**EXERCISE DATA**

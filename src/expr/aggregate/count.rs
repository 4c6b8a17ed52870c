use crate::Result;
use crate::expr::Expr;
use crate::expr::aggregate::{AggregateFunction, CreateAggregateFunction};
use crate::types::DataType;

#[derive(Clone, PartialEq, Debug)]
pub struct Count {
    children: Vec<Expr>,
}

impl Count {
    pub fn new(children: Vec<Expr>) -> Self {
        Self { children }
    }
}

impl CreateAggregateFunction for Count {
    fn from_args(args: Vec<Expr>) -> Result<Box<dyn AggregateFunction>> {
        if args.is_empty() {
            return Err("requires at least 1 argument, found:0".to_string());
        }
        Ok(Box::new(Self::new(args)))
    }
}

impl AggregateFunction for Count {
    fn name(&self) -> &str {
        "count"
    }

    fn data_type(&self) -> &DataType {
        DataType::long_type()
    }

    fn nullable(&self) -> bool {
        false
    }

    fn args(&self) -> Vec<&Expr> {
        self.children.iter().collect()
    }
}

**AIM OF THE EXERCISE**
Search the listing above for the word "children", and copy every line that has it.

**RESPONSE**
    children: Vec<Expr>,
    pub fn new(children: Vec<Expr>) -> Self {
        Self { children }
        self.children.iter().collect()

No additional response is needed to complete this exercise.